## EXERCISE PROMPT
Show all lines from the records below in which the string "without" is present.

## Entries taken from a collection
-----

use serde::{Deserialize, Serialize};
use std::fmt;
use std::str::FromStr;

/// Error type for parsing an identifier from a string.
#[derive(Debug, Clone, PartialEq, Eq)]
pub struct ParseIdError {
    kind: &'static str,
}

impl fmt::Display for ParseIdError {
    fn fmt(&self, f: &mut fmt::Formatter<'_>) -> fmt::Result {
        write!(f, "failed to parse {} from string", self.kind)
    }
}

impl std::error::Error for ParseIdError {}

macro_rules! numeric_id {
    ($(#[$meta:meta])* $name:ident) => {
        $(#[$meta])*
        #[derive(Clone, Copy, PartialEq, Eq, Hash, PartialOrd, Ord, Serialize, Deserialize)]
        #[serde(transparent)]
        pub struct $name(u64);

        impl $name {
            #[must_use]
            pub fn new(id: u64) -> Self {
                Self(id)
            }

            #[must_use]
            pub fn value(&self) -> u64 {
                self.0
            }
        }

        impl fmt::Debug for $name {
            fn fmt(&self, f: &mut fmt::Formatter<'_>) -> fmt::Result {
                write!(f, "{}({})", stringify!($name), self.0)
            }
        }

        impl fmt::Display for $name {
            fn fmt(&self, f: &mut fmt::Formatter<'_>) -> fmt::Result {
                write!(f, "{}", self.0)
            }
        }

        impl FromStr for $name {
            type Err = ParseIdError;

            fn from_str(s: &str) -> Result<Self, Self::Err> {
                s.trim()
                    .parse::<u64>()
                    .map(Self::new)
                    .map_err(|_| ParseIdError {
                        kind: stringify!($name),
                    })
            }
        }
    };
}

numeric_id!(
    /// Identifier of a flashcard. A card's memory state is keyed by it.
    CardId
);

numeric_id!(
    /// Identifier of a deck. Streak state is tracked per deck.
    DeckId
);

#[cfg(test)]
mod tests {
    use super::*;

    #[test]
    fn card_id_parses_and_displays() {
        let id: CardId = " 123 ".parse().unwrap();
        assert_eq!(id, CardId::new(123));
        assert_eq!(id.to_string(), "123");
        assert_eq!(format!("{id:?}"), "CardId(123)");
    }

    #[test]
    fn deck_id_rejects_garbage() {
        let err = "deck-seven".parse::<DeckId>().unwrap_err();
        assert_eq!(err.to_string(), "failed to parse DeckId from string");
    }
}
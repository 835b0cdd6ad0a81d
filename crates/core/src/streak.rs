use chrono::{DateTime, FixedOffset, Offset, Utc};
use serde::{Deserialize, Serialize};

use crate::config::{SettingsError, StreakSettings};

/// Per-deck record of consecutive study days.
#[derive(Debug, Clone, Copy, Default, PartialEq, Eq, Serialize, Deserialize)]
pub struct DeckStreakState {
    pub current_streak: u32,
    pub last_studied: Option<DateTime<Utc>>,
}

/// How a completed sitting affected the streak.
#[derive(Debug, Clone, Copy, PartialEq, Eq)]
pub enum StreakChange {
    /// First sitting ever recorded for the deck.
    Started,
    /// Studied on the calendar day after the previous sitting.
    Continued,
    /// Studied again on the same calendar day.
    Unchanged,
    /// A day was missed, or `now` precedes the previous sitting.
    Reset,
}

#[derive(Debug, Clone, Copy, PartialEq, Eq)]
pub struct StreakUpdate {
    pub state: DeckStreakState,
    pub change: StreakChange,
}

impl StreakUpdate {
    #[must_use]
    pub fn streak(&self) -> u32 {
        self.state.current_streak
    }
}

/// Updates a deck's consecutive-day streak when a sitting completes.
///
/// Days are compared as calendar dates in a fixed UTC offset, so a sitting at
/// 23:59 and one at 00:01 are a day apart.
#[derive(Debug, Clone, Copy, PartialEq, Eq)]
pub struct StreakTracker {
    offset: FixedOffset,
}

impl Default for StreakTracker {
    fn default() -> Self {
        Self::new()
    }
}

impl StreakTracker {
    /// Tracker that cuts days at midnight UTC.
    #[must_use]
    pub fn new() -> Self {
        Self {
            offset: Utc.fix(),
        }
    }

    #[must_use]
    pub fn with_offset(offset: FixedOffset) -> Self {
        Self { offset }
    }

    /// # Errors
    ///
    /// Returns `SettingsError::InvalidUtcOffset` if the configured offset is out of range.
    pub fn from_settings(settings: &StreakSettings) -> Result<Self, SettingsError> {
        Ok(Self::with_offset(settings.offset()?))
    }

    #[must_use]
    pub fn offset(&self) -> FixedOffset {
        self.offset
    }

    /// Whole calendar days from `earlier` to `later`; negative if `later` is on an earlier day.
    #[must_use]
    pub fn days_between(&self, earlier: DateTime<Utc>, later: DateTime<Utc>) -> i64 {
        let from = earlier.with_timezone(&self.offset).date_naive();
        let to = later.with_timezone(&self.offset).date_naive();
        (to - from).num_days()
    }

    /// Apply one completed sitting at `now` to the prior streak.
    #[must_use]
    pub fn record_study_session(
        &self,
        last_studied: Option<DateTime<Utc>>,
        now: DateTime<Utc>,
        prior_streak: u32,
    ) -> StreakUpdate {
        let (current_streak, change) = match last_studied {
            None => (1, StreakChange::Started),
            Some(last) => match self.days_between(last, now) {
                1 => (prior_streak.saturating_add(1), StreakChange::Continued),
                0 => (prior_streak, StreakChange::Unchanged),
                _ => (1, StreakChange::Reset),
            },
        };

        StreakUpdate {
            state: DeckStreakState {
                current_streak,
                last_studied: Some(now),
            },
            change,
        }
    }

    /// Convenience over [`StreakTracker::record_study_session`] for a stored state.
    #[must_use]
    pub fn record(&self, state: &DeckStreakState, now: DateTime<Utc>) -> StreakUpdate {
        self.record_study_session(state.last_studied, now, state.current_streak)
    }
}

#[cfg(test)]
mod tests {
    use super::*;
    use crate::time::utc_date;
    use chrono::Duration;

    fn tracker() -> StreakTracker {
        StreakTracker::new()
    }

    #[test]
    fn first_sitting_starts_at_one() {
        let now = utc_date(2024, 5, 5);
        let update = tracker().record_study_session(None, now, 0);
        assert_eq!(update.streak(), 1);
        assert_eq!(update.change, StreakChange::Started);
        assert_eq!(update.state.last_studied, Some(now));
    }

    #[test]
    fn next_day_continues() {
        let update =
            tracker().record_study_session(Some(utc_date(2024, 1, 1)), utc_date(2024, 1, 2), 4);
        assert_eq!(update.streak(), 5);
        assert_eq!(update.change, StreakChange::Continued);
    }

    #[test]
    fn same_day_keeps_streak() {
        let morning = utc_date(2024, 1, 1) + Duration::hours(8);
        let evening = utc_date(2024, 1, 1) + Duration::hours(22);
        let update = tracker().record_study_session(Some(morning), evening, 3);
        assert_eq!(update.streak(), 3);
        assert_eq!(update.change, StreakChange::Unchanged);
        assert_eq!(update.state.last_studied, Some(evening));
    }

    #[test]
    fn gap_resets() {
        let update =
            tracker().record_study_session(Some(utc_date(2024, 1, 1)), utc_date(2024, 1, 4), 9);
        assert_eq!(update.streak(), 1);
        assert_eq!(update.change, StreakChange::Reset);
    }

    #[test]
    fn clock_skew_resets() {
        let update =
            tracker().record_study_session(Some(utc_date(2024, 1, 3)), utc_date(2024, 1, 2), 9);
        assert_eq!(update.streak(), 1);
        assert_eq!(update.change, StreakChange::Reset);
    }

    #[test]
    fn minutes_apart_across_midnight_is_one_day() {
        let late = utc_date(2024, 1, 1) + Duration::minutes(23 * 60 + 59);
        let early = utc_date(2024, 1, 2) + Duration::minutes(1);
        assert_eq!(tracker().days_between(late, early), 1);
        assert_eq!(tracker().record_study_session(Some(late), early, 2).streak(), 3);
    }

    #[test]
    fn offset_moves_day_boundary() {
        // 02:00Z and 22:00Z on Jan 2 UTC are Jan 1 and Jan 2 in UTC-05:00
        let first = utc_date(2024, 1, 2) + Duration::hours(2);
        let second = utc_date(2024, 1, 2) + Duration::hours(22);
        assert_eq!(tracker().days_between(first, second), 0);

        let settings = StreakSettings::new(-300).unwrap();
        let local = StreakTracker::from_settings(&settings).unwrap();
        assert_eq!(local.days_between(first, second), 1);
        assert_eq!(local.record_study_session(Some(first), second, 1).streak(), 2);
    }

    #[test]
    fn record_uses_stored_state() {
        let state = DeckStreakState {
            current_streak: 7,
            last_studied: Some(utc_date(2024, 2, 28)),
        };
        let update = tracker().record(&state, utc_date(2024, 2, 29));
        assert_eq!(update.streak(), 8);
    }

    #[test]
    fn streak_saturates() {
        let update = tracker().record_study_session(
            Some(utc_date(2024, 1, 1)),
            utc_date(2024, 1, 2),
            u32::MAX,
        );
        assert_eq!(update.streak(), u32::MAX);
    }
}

-----

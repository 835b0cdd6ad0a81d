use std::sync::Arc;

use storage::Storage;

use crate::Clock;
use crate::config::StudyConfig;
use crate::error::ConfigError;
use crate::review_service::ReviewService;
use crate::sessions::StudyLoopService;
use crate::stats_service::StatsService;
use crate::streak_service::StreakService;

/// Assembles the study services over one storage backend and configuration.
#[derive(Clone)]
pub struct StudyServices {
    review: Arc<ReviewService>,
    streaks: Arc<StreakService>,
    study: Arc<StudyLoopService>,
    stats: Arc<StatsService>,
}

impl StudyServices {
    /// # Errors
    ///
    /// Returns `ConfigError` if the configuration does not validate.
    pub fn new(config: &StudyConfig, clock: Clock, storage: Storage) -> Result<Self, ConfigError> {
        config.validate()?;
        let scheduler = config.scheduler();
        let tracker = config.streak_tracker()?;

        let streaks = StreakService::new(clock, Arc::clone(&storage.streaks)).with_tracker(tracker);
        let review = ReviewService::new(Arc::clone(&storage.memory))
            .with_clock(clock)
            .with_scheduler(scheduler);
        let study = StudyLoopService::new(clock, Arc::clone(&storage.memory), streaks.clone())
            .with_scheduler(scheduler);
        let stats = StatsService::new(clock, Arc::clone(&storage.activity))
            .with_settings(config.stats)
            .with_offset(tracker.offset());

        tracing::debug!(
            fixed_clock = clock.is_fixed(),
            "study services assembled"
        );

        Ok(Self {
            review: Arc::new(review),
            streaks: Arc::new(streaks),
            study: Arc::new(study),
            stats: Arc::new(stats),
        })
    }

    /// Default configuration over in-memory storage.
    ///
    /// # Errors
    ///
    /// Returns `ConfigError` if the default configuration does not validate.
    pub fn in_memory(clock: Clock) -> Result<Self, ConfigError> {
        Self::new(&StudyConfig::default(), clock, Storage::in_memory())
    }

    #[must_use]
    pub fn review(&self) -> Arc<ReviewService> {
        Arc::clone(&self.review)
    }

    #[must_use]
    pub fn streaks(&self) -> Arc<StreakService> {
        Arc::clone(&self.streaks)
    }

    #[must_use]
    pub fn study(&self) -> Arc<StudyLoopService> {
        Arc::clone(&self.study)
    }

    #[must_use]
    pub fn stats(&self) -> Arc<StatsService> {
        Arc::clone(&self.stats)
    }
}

-----

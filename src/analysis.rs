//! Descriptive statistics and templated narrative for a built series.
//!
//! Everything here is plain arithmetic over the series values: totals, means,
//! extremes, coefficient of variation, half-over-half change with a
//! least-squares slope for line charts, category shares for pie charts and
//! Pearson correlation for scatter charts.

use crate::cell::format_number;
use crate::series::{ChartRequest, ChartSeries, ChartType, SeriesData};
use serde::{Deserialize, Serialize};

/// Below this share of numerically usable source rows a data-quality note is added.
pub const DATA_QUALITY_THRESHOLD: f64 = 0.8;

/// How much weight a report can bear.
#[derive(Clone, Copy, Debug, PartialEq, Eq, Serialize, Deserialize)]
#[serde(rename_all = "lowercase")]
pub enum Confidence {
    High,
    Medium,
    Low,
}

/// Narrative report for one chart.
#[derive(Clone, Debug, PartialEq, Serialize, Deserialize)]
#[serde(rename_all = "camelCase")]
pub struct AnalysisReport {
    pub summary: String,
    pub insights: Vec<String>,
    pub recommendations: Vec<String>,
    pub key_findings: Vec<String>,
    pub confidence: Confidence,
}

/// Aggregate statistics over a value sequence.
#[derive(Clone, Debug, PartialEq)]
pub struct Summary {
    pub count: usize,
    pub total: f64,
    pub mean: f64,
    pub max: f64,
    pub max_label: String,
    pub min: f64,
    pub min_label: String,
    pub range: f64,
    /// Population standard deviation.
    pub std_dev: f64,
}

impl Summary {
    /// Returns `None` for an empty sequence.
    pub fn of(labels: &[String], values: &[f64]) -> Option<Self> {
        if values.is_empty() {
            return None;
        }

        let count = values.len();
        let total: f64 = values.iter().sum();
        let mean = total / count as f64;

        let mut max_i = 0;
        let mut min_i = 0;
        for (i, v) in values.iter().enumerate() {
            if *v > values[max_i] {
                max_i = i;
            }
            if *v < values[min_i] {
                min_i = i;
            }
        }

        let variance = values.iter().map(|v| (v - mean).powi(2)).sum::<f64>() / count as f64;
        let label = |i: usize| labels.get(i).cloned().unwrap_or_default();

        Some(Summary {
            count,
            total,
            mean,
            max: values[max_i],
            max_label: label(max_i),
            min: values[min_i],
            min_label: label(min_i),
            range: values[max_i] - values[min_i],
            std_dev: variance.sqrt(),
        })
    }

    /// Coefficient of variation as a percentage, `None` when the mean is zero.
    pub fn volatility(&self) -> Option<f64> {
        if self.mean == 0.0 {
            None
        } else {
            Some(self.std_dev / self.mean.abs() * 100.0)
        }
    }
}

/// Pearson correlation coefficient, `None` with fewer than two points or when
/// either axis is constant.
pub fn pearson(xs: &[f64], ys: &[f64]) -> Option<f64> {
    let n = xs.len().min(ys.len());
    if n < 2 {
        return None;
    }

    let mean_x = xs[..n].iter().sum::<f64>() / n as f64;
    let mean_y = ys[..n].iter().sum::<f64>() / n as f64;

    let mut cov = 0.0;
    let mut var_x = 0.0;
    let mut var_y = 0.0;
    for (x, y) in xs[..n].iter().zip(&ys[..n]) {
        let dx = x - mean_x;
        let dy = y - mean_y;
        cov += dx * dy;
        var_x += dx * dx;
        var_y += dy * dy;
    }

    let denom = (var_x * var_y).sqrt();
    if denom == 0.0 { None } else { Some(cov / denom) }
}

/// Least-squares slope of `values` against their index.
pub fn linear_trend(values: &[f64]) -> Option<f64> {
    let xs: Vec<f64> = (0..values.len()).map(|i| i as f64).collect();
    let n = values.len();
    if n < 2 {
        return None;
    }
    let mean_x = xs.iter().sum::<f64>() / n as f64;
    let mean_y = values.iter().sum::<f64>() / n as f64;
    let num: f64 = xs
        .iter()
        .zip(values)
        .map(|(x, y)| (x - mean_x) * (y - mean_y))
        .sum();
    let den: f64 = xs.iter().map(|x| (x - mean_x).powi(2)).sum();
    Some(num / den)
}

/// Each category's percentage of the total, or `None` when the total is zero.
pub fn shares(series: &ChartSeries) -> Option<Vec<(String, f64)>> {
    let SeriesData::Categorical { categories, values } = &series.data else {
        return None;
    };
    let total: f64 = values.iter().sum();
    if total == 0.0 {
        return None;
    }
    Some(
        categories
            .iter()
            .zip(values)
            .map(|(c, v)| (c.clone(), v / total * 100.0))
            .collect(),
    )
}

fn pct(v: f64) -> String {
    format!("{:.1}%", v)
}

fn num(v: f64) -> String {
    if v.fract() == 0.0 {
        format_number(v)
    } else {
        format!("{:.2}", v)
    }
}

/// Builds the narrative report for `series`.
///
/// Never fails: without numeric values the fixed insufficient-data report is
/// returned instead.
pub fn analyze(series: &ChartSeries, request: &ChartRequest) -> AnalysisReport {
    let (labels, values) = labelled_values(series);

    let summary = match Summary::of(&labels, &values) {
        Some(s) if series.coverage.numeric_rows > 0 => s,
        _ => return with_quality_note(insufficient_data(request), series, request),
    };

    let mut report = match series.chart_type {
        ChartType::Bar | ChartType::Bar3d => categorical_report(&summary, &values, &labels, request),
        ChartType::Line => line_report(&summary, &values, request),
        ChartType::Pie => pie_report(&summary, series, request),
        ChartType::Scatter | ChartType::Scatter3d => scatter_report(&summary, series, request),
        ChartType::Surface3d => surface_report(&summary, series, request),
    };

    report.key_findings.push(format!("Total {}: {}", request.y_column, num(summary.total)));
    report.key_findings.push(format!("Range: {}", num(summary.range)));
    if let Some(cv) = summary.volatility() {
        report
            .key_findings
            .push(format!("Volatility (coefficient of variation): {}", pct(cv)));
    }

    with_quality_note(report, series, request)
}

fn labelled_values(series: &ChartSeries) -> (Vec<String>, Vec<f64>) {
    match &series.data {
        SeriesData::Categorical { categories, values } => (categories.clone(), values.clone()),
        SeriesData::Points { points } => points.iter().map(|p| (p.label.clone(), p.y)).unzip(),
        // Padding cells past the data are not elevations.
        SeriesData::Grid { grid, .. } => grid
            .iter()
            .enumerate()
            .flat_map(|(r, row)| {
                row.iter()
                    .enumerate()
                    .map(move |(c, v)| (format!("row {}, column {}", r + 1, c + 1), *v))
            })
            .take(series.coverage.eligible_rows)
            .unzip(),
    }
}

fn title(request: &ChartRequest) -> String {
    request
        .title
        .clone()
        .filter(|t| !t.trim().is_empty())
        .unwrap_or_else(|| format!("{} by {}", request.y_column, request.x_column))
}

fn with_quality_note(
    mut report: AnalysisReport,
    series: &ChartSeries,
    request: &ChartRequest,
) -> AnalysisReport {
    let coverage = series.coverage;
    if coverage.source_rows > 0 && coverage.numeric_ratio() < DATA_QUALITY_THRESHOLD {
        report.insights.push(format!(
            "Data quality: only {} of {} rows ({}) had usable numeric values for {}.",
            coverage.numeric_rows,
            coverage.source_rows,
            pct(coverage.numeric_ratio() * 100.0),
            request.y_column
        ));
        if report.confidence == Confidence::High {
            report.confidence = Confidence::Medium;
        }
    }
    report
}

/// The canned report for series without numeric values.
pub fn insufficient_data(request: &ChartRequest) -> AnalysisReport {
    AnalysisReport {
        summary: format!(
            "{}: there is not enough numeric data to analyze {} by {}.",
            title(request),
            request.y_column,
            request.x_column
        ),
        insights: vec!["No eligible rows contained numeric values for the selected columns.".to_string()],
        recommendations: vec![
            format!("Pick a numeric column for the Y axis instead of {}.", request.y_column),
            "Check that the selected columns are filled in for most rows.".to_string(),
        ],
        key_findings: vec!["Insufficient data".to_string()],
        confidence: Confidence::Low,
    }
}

-----

## SOLUTION TO THIS EXERCISE
/// Never fails: without numeric values the fixed insufficient-data report is
/// The canned report for series without numeric values.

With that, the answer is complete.